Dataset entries
════

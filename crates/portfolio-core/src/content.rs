//! Static portfolio content shown in the section panels, the biography card
//! and the fallback view.

use crate::section::SectionId;

#[derive(Clone, Copy, Debug, PartialEq, Eq)]
pub struct Link {
    pub label: &'static str,
    pub href: &'static str,
}

#[derive(Clone, Copy, Debug)]
pub struct Profile {
    pub name: &'static str,
    pub title: &'static str,
    pub blurb: &'static str,
    pub image: &'static str,
}

#[derive(Clone, Copy, Debug)]
pub struct Project {
    pub title: &'static str,
    pub description: &'static str,
    pub tech: &'static [&'static str],
    pub code: &'static str,
    /// `"#"` when there is no public deployment.
    pub demo: &'static str,
}

#[derive(Clone, Copy, Debug)]
pub struct SkillGroup {
    pub category: &'static str,
    pub skills: &'static [&'static str],
    /// Percentage, 0..=100.
    pub level: u8,
}

#[derive(Clone, Copy, Debug)]
pub struct ContactChannel {
    pub kind: &'static str,
    pub display: &'static str,
    pub href: &'static str,
}

#[derive(Clone, Copy, Debug)]
pub struct Involvement {
    pub title: &'static str,
    pub role: &'static str,
    pub description: &'static str,
    pub period: &'static str,
    pub achievements: &'static [&'static str],
}

#[derive(Clone, Copy, Debug)]
pub struct Organization {
    pub name: &'static str,
    pub summary: &'static str,
    pub badges: &'static [&'static str],
}

#[derive(Clone, Copy, Debug)]
pub struct Job {
    pub title: &'static str,
    pub company: &'static str,
    pub period: &'static str,
    pub description: &'static str,
}

#[derive(Clone, Copy, Debug)]
pub struct Education {
    pub degree: &'static str,
    pub school: &'static str,
    pub period: &'static str,
}

#[derive(Clone, Copy, Debug)]
pub enum SectionContent {
    About {
        paragraphs: &'static [&'static str],
        frontend: &'static [&'static str],
        backend: &'static [&'static str],
    },
    Projects(&'static [Project]),
    Skills(&'static [SkillGroup]),
    Contact {
        intro: &'static str,
        channels: &'static [ContactChannel],
    },
    SocialLife {
        organization: Organization,
        involvement: &'static [Involvement],
        technical_skills: &'static [&'static str],
        soft_skills: &'static [&'static str],
    },
    Resume {
        pdf: Link,
        download_name: &'static str,
        jobs: &'static [Job],
        education: &'static [Education],
    },
}

pub const EMAIL: &str = "bouonwajdy@gmail.com";
pub const EMAIL_HREF: &str = "mailto:bouonwajdy@gmail.com";
pub const LINKEDIN_HREF: &str = "https://www.linkedin.com/in/bouon-wajdy-216882257/";
pub const GITHUB_HREF: &str = "https://github.com/WajdyB";
pub const RESUME_HREF: &str = "/resume.pdf";

pub const PROFILE: Profile = Profile {
    name: "Wajdy Bouon",
    title: "Full Stack Developer",
    blurb: "Passionate developer creating innovative digital experiences with modern technologies.",
    image: "/portfolio-image.jpg",
};

pub const INSTRUCTIONS: &str = "Click faces to explore \u{2022} Drag to rotate";

pub const PROJECTS: &[Project] = &[
    Project {
        title: "KiddosTradezz",
        description: "Hybrid web/mobile application for exchanging toys online",
        tech: &["React.js", "React Native", "Spring Boot", "MySQL"],
        code: "https://github.com/WajdyB/kidossTradezz",
        demo: "#",
    },
    Project {
        title: "InvoicePro",
        description: "Full-stack web application for managing invoices",
        tech: &["Next.js", "MongoDB"],
        code: "https://github.com/WajdyB/invoicePro",
        demo: "#",
    },
    Project {
        title: "EduCore",
        description: "Web application for managing courses and students",
        tech: &["Java", "Spring Boot", "MySQL"],
        code: "https://github.com/WajdyB/EduCore",
        demo: "#",
    },
    Project {
        title: "cms-builder",
        description: "A CMS solution for building static websites",
        tech: &["Next.js", "Prisma", "PostgreSQL"],
        code: "https://github.com/WajdyB/builder",
        demo: "#",
    },
    Project {
        title: "IEEE ISIMM WIE website",
        description: "The official website of the IEEE ISIMM WIE Affinity Group",
        tech: &["Next.js", "MongoDB"],
        code: "https://github.com/WajdyB/ieee-isimm-wie-website",
        demo: "https://ieee-isimm-wie-website.vercel.app/",
    },
    Project {
        title: "IEEE ISIMM CS website",
        description: "The official website of the IEEE ISIMM CS chapter",
        tech: &["Next.js", "MongoDB"],
        code: "https://github.com/WajdyB/ieee-isimm-cs-website",
        demo: "https://ieee-isimm-cs-website.vercel.app/",
    },
    Project {
        title: "IEEE ISIMM SIGHT website",
        description: "The official website of the IEEE ISIMM SIGHT Group",
        tech: &["Next.js", "MongoDB"],
        code: "https://github.com/WajdyB/ieee-isimm-sight-website",
        demo: "https://ieee-isimm-sight-website.vercel.app/",
    },
    Project {
        title: "IEEE ISIMM SB website",
        description: "The official website of the IEEE ISIMM Student Branch",
        tech: &["Next.js", "MongoDB"],
        code: "https://github.com/WajdyB/ieee-isimm-sb-website",
        demo: "https://ieee-isimm-sb-website.vercel.app/",
    },
    Project {
        title: "Daily Design Quotes",
        description: "A web application that displays daily design quotes",
        tech: &["HTML", "CSS", "JavaScript"],
        code: "https://github.com/WajdyB/daily-design-quotes",
        demo: "https://daily-design-quotes.vercel.app/",
    },
];

pub const SKILLS: &[SkillGroup] = &[
    SkillGroup {
        category: "Frontend Development",
        skills: &["React", "Next.js", "TypeScript", "Tailwind CSS"],
        level: 90,
    },
    SkillGroup {
        category: "Backend Development",
        skills: &["Node.js", "PostgreSQL", "Spring Boot", "MongoDB"],
        level: 85,
    },
];

pub const CONTACT_CHANNELS: &[ContactChannel] = &[
    ContactChannel {
        kind: "Email",
        display: EMAIL,
        href: EMAIL_HREF,
    },
    ContactChannel {
        kind: "LinkedIn",
        display: "linkedin.com/in/bouon-wajdy",
        href: LINKEDIN_HREF,
    },
    ContactChannel {
        kind: "GitHub",
        display: "github.com/WajdyB",
        href: GITHUB_HREF,
    },
];

pub const INVOLVEMENT: &[Involvement] = &[
    Involvement {
        title: "IEEE WIE Affinity Group",
        role: "Technical Contributor",
        description: "Contributed to the development and maintenance of the official IEEE ISIMM WIE website, showcasing women's achievements in engineering.",
        period: "2023 - Present",
        achievements: &["Website Development", "Content Management", "Technical Support"],
    },
    Involvement {
        title: "IEEE CS Chapter",
        role: "Active Member",
        description: "Participated in Computer Society events and contributed to the chapter's online presence through website development.",
        period: "2023 - Present",
        achievements: &["Event Participation", "Website Development", "Technical Workshops"],
    },
    Involvement {
        title: "IEEE SIGHT Group",
        role: "Technical Contributor",
        description: "Supported the IEEE SIGHT Group's mission through technical contributions and website development for humanitarian technology projects.",
        period: "2023 - Present",
        achievements: &["Website Development", "Project Support", "Technical Documentation"],
    },
    Involvement {
        title: "IEEE Student Branch Events",
        role: "Event Participant & Contributor",
        description: "Actively participated in various IEEE events, workshops, and technical sessions organized by the student branch.",
        period: "2023 - Present",
        achievements: &["Technical Workshops", "Networking Events", "Leadership Development"],
    },
];

pub const JOBS: &[Job] = &[
    Job {
        title: "Software Engineer Intern",
        company: "Mobelite LABS, Monastir",
        period: "June 2025 - September 2025",
        description: "Worked on the development of a cms solution for building static websites",
    },
    Job {
        title: "Software Engineer Intern",
        company: "Mobelite LABS, Monastir",
        period: "January 2023 - July 2023",
        description: "Developed a full-stack hybrid application for exchanging toys online",
    },
];

pub const EDUCATION: &[Education] = &[Education {
    degree: "Degree in Computer Science",
    school: "Higher Institute of Mathematics and Computer Science, Monastir",
    period: "2021 - 2023",
}];

/// Links offered when the 3D view can't run.
pub const FALLBACK_LINKS: &[Link] = &[
    Link {
        label: "GitHub Profile",
        href: GITHUB_HREF,
    },
    Link {
        label: "LinkedIn Profile",
        href: LINKEDIN_HREF,
    },
    Link {
        label: "Email Contact",
        href: EMAIL_HREF,
    },
    Link {
        label: "Download Resume",
        href: RESUME_HREF,
    },
];

pub const BROWSER_RECOMMENDATION: &str =
    "For the best experience, please use Chrome 51+, Firefox 53+, Safari 10+, or Edge 79+";

pub fn content(id: SectionId) -> SectionContent {
    match id {
        SectionId::About => SectionContent::About {
            paragraphs: &[
                "I'm a passionate Full Stack Developer eager for creating innovative web applications and digital experiences.",
                "My expertise spans across modern frameworks and diverse technologies. I love bringing ideas to life through code and creating user experiences that make a difference.",
            ],
            frontend: &["React / Next.js", "TypeScript", "Tailwind CSS"],
            backend: &["Node.js", "Python", "PostgreSQL", "Spring Boot"],
        },
        SectionId::Projects => SectionContent::Projects(PROJECTS),
        SectionId::Skills => SectionContent::Skills(SKILLS),
        SectionId::Contact => SectionContent::Contact {
            intro: "I'm always interested in new opportunities and collaborations. Feel free to reach out if you'd like to work together!",
            channels: CONTACT_CHANNELS,
        },
        SectionId::SocialLife => SectionContent::SocialLife {
            organization: Organization {
                name: "IEEE ISIMM Student Branch",
                summary: "Active member and contributor to the IEEE ISIMM Student Branch, participating in various technical and leadership activities.",
                badges: &["Student Member", "Technical Contributor", "Event Organizer"],
            },
            involvement: INVOLVEMENT,
            technical_skills: &[
                "Website Development",
                "Content Management",
                "Technical Documentation",
            ],
            soft_skills: &["Team Collaboration", "Event Organization", "Leadership"],
        },
        SectionId::Resume => SectionContent::Resume {
            pdf: Link {
                label: "Download PDF",
                href: RESUME_HREF,
            },
            download_name: "Wajdy_Bouon_Resume.pdf",
            jobs: JOBS,
            education: EDUCATION,
        },
    }
}

#[cfg(test)]
mod tests {
    use super::*;

    #[test]
    fn every_section_has_content() {
        for id in SectionId::ALL {
            let c = content(id);
            let matches = matches!(
                (id, c),
                (SectionId::About, SectionContent::About { .. })
                    | (SectionId::Projects, SectionContent::Projects(_))
                    | (SectionId::Skills, SectionContent::Skills(_))
                    | (SectionId::Contact, SectionContent::Contact { .. })
                    | (SectionId::SocialLife, SectionContent::SocialLife { .. })
                    | (SectionId::Resume, SectionContent::Resume { .. })
            );
            assert!(matches, "{id} has mismatched content");
        }
    }

    #[test]
    fn catalogue_sizes() {
        assert_eq!(PROJECTS.len(), 9);
        assert_eq!(INVOLVEMENT.len(), 4);
        assert_eq!(FALLBACK_LINKS.len(), 4);
        assert!(SKILLS.iter().all(|g| g.level <= 100));
    }
}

════

What is needed:
Retrieve each line from the records above where the word "Organization" occurs.

The completed task:
pub struct Organization {
        organization: Organization,
            organization: Organization {
            soft_skills: &["Team Collaboration", "Event Organization", "Leadership"],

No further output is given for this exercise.